**Saved entries:**
----------

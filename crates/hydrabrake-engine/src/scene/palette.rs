//! Scene colors.

use crate::render::draw::{rgb, Color};

pub const SKY_TOP: Color = rgb(0.55, 0.80, 0.98);
pub const SKY_BOTTOM: Color = rgb(0.95, 0.95, 1.0);
pub const SUN: Color = rgb(1.0, 0.95, 0.7);
pub const CLOUD: Color = rgb(1.0, 1.0, 1.0);
pub const GRASS: Color = rgb(0.45, 0.8, 0.45);

pub const ROAD: Color = rgb(0.18, 0.18, 0.18);
pub const ROAD_EDGE: Color = rgb(0.35, 0.35, 0.35);
pub const ROAD_CENTER_LINE: Color = rgb(1.0, 1.0, 0.7);

pub const BRAKE_PEDAL: Color = rgb(0.7, 0.1, 0.1);
/// Housings: pedal base, master cylinder, slave cylinders.
pub const CYLINDER: Color = rgb(0.3, 0.3, 0.3);
pub const HYDRAULIC_PIPE: Color = rgb(0.1, 0.4, 0.9);
pub const PRESSURE_ARROW: Color = rgb(1.0, 0.8, 0.1);
pub const BRAKE_DISC: Color = rgb(0.5, 0.5, 0.5);
pub const DISC_HOLE: Color = rgb(0.2, 0.2, 0.2);
pub const BRAKE_PAD: Color = rgb(0.9, 0.1, 0.1);

pub const PISTON_BODY: Color = rgb(0.8, 0.8, 0.8);
pub const PISTON_TIP: Color = rgb(0.5, 0.5, 0.5);
pub const PISTON_RING: Color = rgb(1.0, 0.6, 0.0);

pub const CAR_BODY: Color = rgb(1.0, 0.3, 0.1);
pub const CAR_ACCENT: Color = rgb(0.7, 0.2, 0.0);
pub const CAR_WINDOW: Color = rgb(0.85, 0.97, 1.0);
pub const CAR_BUMPER: Color = rgb(0.8, 0.8, 0.9);
pub const CAR_HEADLIGHT: Color = rgb(1.0, 1.0, 0.7);
pub const CAR_SHADOW: Color = rgb(0.2, 0.2, 0.22);
pub const TIRE: Color = rgb(0.1, 0.1, 0.1);
pub const HUBCAP: Color = rgb(0.8, 0.8, 0.9);
pub const FACE: Color = rgb(0.2, 0.2, 0.2);

pub const LABEL: Color = rgb(1.0, 1.0, 1.0);
pub const HINT_ENGAGE: Color = rgb(1.0, 1.0, 0.0);
pub const HINT_RELEASE: Color = rgb(0.0, 1.0, 1.0);
pub const HINT_EXIT: Color = rgb(1.0, 128.0 / 255.0, 128.0 / 255.0);
pub const PRINCIPLE: Color = rgb(200.0 / 255.0, 200.0 / 255.0, 1.0);
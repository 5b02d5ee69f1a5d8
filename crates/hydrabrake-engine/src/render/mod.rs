//! 2D primitive rendering for the brake scene.
//!
//! Drawing is split in two halves:
//!
//! - [`draw`], [`text`], and [`tessellate`] record scene primitives and turn
//!   them into colored triangles. They need no GPU and are always compiled.
//! - `renderer` and `app` own the wgpu surface and the winit window. They
//!   are feature-gated behind `renderer`; without the feature those modules
//!   compile to nothing.
//!
//! The renderer is a flat-shaded triangle pipeline with a fixed pixel-space
//! orthographic camera. No textures, no depth buffer: later draws cover
//! earlier ones.

pub mod draw;
pub mod tessellate;
pub mod text;

#[cfg(feature = "renderer")]
pub mod app;
#[cfg(feature = "renderer")]
pub mod renderer;

pub use draw::{Canvas, Color, DrawCall, Primitive};
pub use tessellate::{tessellate, Vertex};
pub use text::TextRenderer;

#[cfg(feature = "renderer")]
pub use app::run_windowed;
#[cfg(feature = "renderer")]
pub use renderer::{Camera2D, SceneRenderer};
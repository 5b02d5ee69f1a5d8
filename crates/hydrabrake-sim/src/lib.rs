//! Hydrabrake Sim -- the animation state machine behind the hydraulic brake demo.
//!
//! This crate owns the only mutable entity of the simulation, the
//! [`SimulationState`](state::SimulationState), and the fixed rule that
//! advances it by one tick given a single binary input (brake engaged or
//! released). Nothing here touches a window or a GPU, so every property of
//! the state machine can be exercised headless.
//!
//! # Quick Start
//!
//! ```
//! use hydrabrake_sim::prelude::*;
//!
//! let tuning = BrakeTuning::default();
//! let state = SimulationState::default().advance(true, &tuning);
//!
//! assert!((state.pedal_position - 0.2).abs() < 1e-12);
//! assert!((state.car_offset + 0.5).abs() < 1e-12);
//! assert_eq!(state.mode(), BrakeMode::Braking);
//! ```

#![deny(unsafe_code)]

pub mod input;
pub mod snapshot;
pub mod state;

// ---------------------------------------------------------------------------
// Error types
// ---------------------------------------------------------------------------

/// A [`BrakeTuning`](state::BrakeTuning) value that would break the state
/// machine's bounds.
#[derive(Debug, Clone, PartialEq, thiserror::Error)]
pub enum TuningError {
    /// An interpolation gain must lie in `(0, 1]` to stay a convex step.
    #[error("gain '{name}' must be in (0, 1], got {value}")]
    GainOutOfRange { name: &'static str, value: f64 },

    /// A per-tick rate must be finite and non-negative.
    #[error("rate '{name}' must be finite and non-negative, got {value}")]
    InvalidRate { name: &'static str, value: f64 },

    /// The clamp drag must leave a positive floor on the braking spin rate.
    #[error("clamp_drag must be in [0, 1), got {0}")]
    ClampDragOutOfRange(f64),

    /// The braking asymptote must sit a positive distance from rest.
    #[error("stopping_distance must be finite and positive, got {0}")]
    InvalidStoppingDistance(f64),
}

/// Errors produced when capturing, serializing, or verifying a snapshot.
#[derive(Debug, thiserror::Error)]
pub enum SnapshotError {
    /// The stored hash does not match the hash recomputed from the data.
    #[error("snapshot hash mismatch at tick {tick}: stored {expected}, recomputed {actual}")]
    HashMismatch {
        tick: u64,
        expected: String,
        actual: String,
    },

    /// The snapshot could not be converted to or from JSON.
    #[error("snapshot serialization failed: {0}")]
    Serialization(#[from] serde_json::Error),
}

// ---------------------------------------------------------------------------
// Prelude
// ---------------------------------------------------------------------------

/// Convenience re-exports for common usage.
pub mod prelude {
    pub use crate::input::{BrakeInput, InputLatch};
    pub use crate::snapshot::{latched_state_hash, state_hash, StateSnapshot};
    pub use crate::state::{BrakeMode, BrakeTuning, SimulationState};
    pub use crate::{SnapshotError, TuningError};
}
//! Hydrabrake engine -- scene, rendering, and frame loop for the hydraulic
//! brake demonstration.
//!
//! This crate builds on [`hydrabrake_sim`] to turn the brake state machine
//! into an animated picture: a fixed-timestep tick loop advances the state,
//! the scene module composes a draw list from it, and (behind the
//! `renderer` feature) a wgpu renderer draws that list in a winit window.
//!
//! # Quick Start
//!
//! ```
//! use hydrabrake_engine::prelude::*;
//!
//! let mut tick_loop = TickLoop::new(TickConfig::default());
//! tick_loop.handle_input(BrakeInput::EngageBrake);
//! tick_loop.run_ticks(30);
//!
//! let frame = tick_loop.compose_frame();
//! assert!(!frame.is_empty());
//! ```

#![deny(unsafe_code)]

pub mod render;
pub mod replay;
pub mod scene;
pub mod tick;

// ---------------------------------------------------------------------------
// Re-exports
// ---------------------------------------------------------------------------

/// Re-export the simulation crate for convenience.
pub use hydrabrake_sim;

// ---------------------------------------------------------------------------
// Prelude
// ---------------------------------------------------------------------------

/// Convenience re-exports for common engine usage.
pub mod prelude {
    pub use hydrabrake_sim::prelude::*;

    pub use crate::render::draw::{Canvas, DrawCall, Primitive};
    pub use crate::replay::{
        replay, ReplayDivergence, ReplayEntry, ReplayError, ReplayLog, ReplayRecorder,
        ReplayResult,
    };
    pub use crate::scene::{compose, compose_into, Layer, Pose, DRAW_ORDER};
    pub use crate::tick::{FramePacer, TickConfig, TickDiagnostics, TickLoop, MAX_CATCH_UP};
}
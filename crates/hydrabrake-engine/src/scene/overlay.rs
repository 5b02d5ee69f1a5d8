//! Text overlay: component labels, key instructions, and the Pascal's Law
//! statement. Drawn last, at the root transform.

use super::palette;
use super::CANVAS_WIDTH;
use crate::render::draw::{Canvas, Color};
use crate::render::text::TextRenderer;

/// Glyph pixel size for labels and the statement.
pub const LABEL_SCALE: f32 = 2.0;

/// Glyph pixel size for key instructions.
pub const INSTRUCTION_SCALE: f32 = 3.0;

pub const PRINCIPLE: &str =
    "Pascal's Law: Pressure applied to a confined fluid is transmitted equally in all directions.";

/// Static component labels `(text, x, y)`.
const LABELS: [(&str, f32, f32); 9] = [
    ("Pedal", 70.0, 510.0),
    ("Master Cylinder", 120.0, 505.0),
    ("Brake Fluid", 255.0, 320.0),
    ("Slave Cylinder", 110.0, 215.0),
    ("Slave Cylinder", 250.0, 215.0),
    ("Brake Pad", 80.0, 235.0),
    ("Brake Pad", 320.0, 235.0),
    ("Disc", 130.0, 160.0),
    ("Disc", 270.0, 160.0),
];

const INSTRUCTIONS: [(&str, f32, Color); 3] = [
    ("Press F to Apply Brake", 20.0, palette::HINT_ENGAGE),
    ("Press R to Release Brake", 55.0, palette::HINT_RELEASE),
    ("Press ESC to Exit", 90.0, palette::HINT_EXIT),
];

/// Top of the last statement line.
const PRINCIPLE_Y: f32 = 570.0;
const PRINCIPLE_MARGIN: f32 = 20.0;
const LINE_SPACING: f32 = 4.0;

/// Greedy word wrap so no line is wider than `max_width` at `scale`.
///
/// A single word wider than `max_width` gets a line of its own.
pub fn wrap<'a>(text: &'a str, max_width: f32, scale: f32, glyphs: &TextRenderer) -> Vec<&'a str> {
    let mut lines = Vec::new();
    let mut start: Option<usize> = None;
    let mut end = 0;

    let words = text
        .split(' ')
        .scan(0, |offset, word| {
            let index = *offset;
            *offset += word.len() + 1;
            Some((index, word))
        })
        .filter(|(_, word)| !word.is_empty());

    for (index, word) in words {
        let word_end = index + word.len();
        match start {
            None => start = Some(index),
            Some(line_start) => {
                if glyphs.text_width(&text[line_start..word_end], scale) > max_width {
                    lines.push(&text[line_start..end]);
                    start = Some(index);
                }
            }
        }
        end = word_end;
    }
    if let Some(line_start) = start {
        lines.push(&text[line_start..end]);
    }
    lines
}

pub fn draw(canvas: &mut Canvas, car_offset: f32) {
    for (text, x, y) in LABELS {
        canvas.text(x, y, text, LABEL_SCALE, palette::LABEL);
    }
    canvas.text(200.0 + car_offset, 110.0, "Car", LABEL_SCALE, palette::LABEL);

    for (text, y, color) in INSTRUCTIONS {
        canvas.text(20.0, y, text, INSTRUCTION_SCALE, color);
    }

    let glyphs = TextRenderer::new();
    let lines = wrap(
        PRINCIPLE,
        CANVAS_WIDTH - 2.0 * PRINCIPLE_MARGIN,
        LABEL_SCALE,
        &glyphs,
    );
    let line_height = glyphs.text_height(LABEL_SCALE) + LINE_SPACING;
    let first_y = PRINCIPLE_Y - line_height * lines.len().saturating_sub(1) as f32;
    for (row, line) in lines.into_iter().enumerate() {
        let x = (CANVAS_WIDTH - glyphs.text_width(line, LABEL_SCALE)) / 2.0;
        canvas.text(
            x,
            first_y + line_height * row as f32,
            line,
            LABEL_SCALE,
            palette::PRINCIPLE,
        );
    }
}
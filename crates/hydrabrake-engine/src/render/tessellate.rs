//! Draw list to triangle list conversion.
//!
//! [`tessellate`] turns recorded [`DrawCall`]s into a flat list of colored
//! [`Vertex`] triangles in canvas coordinates, ready to upload to a vertex
//! buffer. It needs no GPU, so triangle counts and vertex placement are
//! checked in ordinary unit tests.
//!
//! | Primitive | Triangles |
//! |-----------|-----------|
//! | `Rect` | 2 |
//! | `Ellipse` | `segments` (fan around the center, at least 3) |
//! | `Polygon` | `points - 2` (fan from the first vertex) |
//! | `Polyline` | 2 per non-degenerate segment |
//! | `Arrow` | 2 per stroke: shaft plus two chevron strokes |
//! | `Text` | 2 per lit glyph pixel |

use std::f32::consts::TAU;

use glam::{Affine2, Vec2};

use super::draw::{arrow_head, Color, DrawCall, Fill, Primitive};
use super::text::TextRenderer;

/// A single vertex with 2D position and RGBA color, sent to the GPU.
#[repr(C)]
#[derive(Copy, Clone, Debug, PartialEq)]
#[cfg_attr(
    feature = "renderer",
    derive(bytemuck_derive::Pod, bytemuck_derive::Zeroable)
)]
pub struct Vertex {
    /// Canvas-space position.
    pub position: [f32; 2],
    /// RGBA color.
    pub color: [f32; 4],
}

/// Fewest boundary samples an ellipse is drawn with.
const MIN_ELLIPSE_SEGMENTS: u32 = 3;

/// Convert a draw list into triangles, preserving draw order.
pub fn tessellate(calls: &[DrawCall], text: &TextRenderer) -> Vec<Vertex> {
    let mut out = TriangleWriter::default();
    for call in calls {
        out.transform = call.transform;
        match &call.primitive {
            Primitive::Rect { origin, size, fill } => {
                let (top, bottom) = match *fill {
                    Fill::Solid(color) => (color, color),
                    Fill::VerticalGradient { top, bottom } => (top, bottom),
                };
                out.rect(*origin, *size, top, bottom);
            }
            Primitive::Ellipse {
                center,
                radii,
                segments,
                color,
            } => {
                let segments = (*segments).max(MIN_ELLIPSE_SEGMENTS);
                let boundary = |i: u32| {
                    let angle = TAU * i as f32 / segments as f32;
                    *center + *radii * Vec2::new(angle.cos(), angle.sin())
                };
                for i in 0..segments {
                    out.triangle([*center, boundary(i), boundary(i + 1)], *color);
                }
            }
            Primitive::Polygon { points, color } => {
                if let Some((&first, rest)) = points.split_first() {
                    for pair in rest.windows(2) {
                        out.triangle([first, pair[0], pair[1]], *color);
                    }
                }
            }
            Primitive::Polyline {
                points,
                width,
                color,
            } => {
                for pair in points.windows(2) {
                    out.stroke(pair[0], pair[1], *width, *color);
                }
            }
            Primitive::Arrow {
                start,
                end,
                width,
                color,
            } => {
                out.stroke(*start, *end, *width, *color);
                for tip in arrow_head(*start, *end) {
                    out.stroke(*end, tip, *width, *color);
                }
            }
            Primitive::Text {
                origin,
                text: string,
                scale,
                color,
            } => {
                for pixel in text.glyph_pixels(string, *origin, *scale) {
                    out.rect(pixel, Vec2::splat(*scale), *color, *color);
                }
            }
        }
    }
    out.vertices
}

/// Accumulates triangles, mapping each local point through `transform`.
#[derive(Default)]
struct TriangleWriter {
    transform: Affine2,
    vertices: Vec<Vertex>,
}

impl TriangleWriter {
    fn push(&mut self, local: Vec2, color: Color) {
        self.vertices.push(Vertex {
            position: self.transform.transform_point2(local).to_array(),
            color,
        });
    }

    fn triangle(&mut self, points: [Vec2; 3], color: Color) {
        for p in points {
            self.push(p, color);
        }
    }

    fn rect(&mut self, origin: Vec2, size: Vec2, top: Color, bottom: Color) {
        let top_left = origin;
        let top_right = origin + Vec2::new(size.x, 0.0);
        let bottom_right = origin + size;
        let bottom_left = origin + Vec2::new(0.0, size.y);

        self.push(top_left, top);
        self.push(top_right, top);
        self.push(bottom_right, bottom);

        self.push(top_left, top);
        self.push(bottom_right, bottom);
        self.push(bottom_left, bottom);
    }

    /// A quad of thickness `width` centered on the segment `a -> b`.
    fn stroke(&mut self, a: Vec2, b: Vec2, width: f32, color: Color) {
        let Some(direction) = (b - a).try_normalize() else {
            return;
        };
        let offset = direction.perp() * (width * 0.5);
        self.triangle([a - offset, b - offset, b + offset], color);
        self.triangle([a - offset, b + offset, a + offset], color);
    }
}

#[cfg(test)]
mod tests {
    use super::*;
    use crate::render::draw::{rgb, Canvas};

    const BLUE: Color = rgb(0.0, 0.0, 1.0);

    fn single(canvas: Canvas) -> Vec<Vertex> {
        tessellate(&canvas.into_calls(), &TextRenderer::new())
    }

    #[test]
    fn rect_is_two_triangles() {
        let mut canvas = Canvas::new();
        canvas.rect(10.0, 20.0, 30.0, 40.0, BLUE);
        let vertices = single(canvas);

        assert_eq!(vertices.len(), 6);
        assert_eq!(vertices[0].position, [10.0, 20.0]);
        assert_eq!(vertices[2].position, [40.0, 60.0]);
    }

    #[test]
    fn gradient_colors_top_and_bottom_edges() {
        let top = rgb(1.0, 0.0, 0.0);
        let bottom = rgb(0.0, 1.0, 0.0);
        let mut canvas = Canvas::new();
        canvas.gradient_rect(0.0, 0.0, 800.0, 600.0, top, bottom);

        for v in single(canvas) {
            let expected = if v.position[1] == 0.0 { top } else { bottom };
            assert_eq!(v.color, expected);
        }
    }

    #[test]
    fn ellipse_is_a_fan_of_segments() {
        let mut canvas = Canvas::new();
        canvas.ellipse(0.0, 0.0, 10.0, 5.0, BLUE, 24);
        let vertices = single(canvas);

        assert_eq!(vertices.len(), 24 * 3);
        // Every third vertex is the fan center.
        assert!(vertices.iter().step_by(3).all(|v| v.position == [0.0, 0.0]));
    }

    #[test]
    fn degenerate_segment_count_is_clamped() {
        let mut canvas = Canvas::new();
        canvas.circle(0.0, 0.0, 1.0, BLUE, 0);
        assert_eq!(single(canvas).len(), 9);
    }

    #[test]
    fn polygon_fan_count() {
        let mut canvas = Canvas::new();
        canvas.polygon(
            (0..8).map(|i| Vec2::from_angle(i as f32 * TAU / 8.0) * 4.0),
            BLUE,
        );
        assert_eq!(single(canvas).len(), 6 * 3);
    }

    #[test]
    fn polygon_with_two_points_draws_nothing() {
        let mut canvas = Canvas::new();
        canvas.polygon([Vec2::ZERO, Vec2::ONE], BLUE);
        assert!(single(canvas).is_empty());
    }

    #[test]
    fn polyline_skips_zero_length_segments() {
        let mut canvas = Canvas::new();
        canvas.polyline(
            [Vec2::ZERO, Vec2::ZERO, Vec2::new(10.0, 0.0)],
            4.0,
            BLUE,
        );
        assert_eq!(single(canvas).len(), 6);
    }

    #[test]
    fn stroke_has_requested_width() {
        let mut canvas = Canvas::new();
        canvas.polyline([Vec2::ZERO, Vec2::new(10.0, 0.0)], 8.0, BLUE);
        let ys: Vec<f32> = single(canvas).iter().map(|v| v.position[1]).collect();
        let min = ys.iter().copied().fold(f32::INFINITY, f32::min);
        let max = ys.iter().copied().fold(f32::NEG_INFINITY, f32::max);
        assert!((max - min - 8.0).abs() < 1e-5);
    }

    #[test]
    fn arrow_is_three_strokes() {
        let mut canvas = Canvas::new();
        canvas.arrow(Vec2::ZERO, Vec2::new(50.0, 0.0), 4.0, BLUE);
        assert_eq!(single(canvas).len(), 3 * 6);
    }

    #[test]
    fn transform_is_applied_to_vertices() {
        let mut canvas = Canvas::new();
        {
            let mut scope = canvas.push(Affine2::from_translation(Vec2::new(5.0, 7.0)));
            scope.rect(0.0, 0.0, 1.0, 1.0, BLUE);
        }
        assert_eq!(single(canvas)[0].position, [5.0, 7.0]);
    }

    #[test]
    fn text_is_two_triangles_per_lit_pixel() {
        let text = TextRenderer::new();
        let lit = text.glyph_pixels("Car", Vec2::ZERO, 2.0).len();

        let mut canvas = Canvas::new();
        canvas.text(0.0, 0.0, "Car", 2.0, BLUE);
        assert_eq!(single(canvas).len(), lit * 6);
    }
}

----------

**TASK REQUIREMENTS:** Nothing but a number should be given: the count of lines in the data above with the word "tessellate".

**EXERCISE OUTPUT:** 7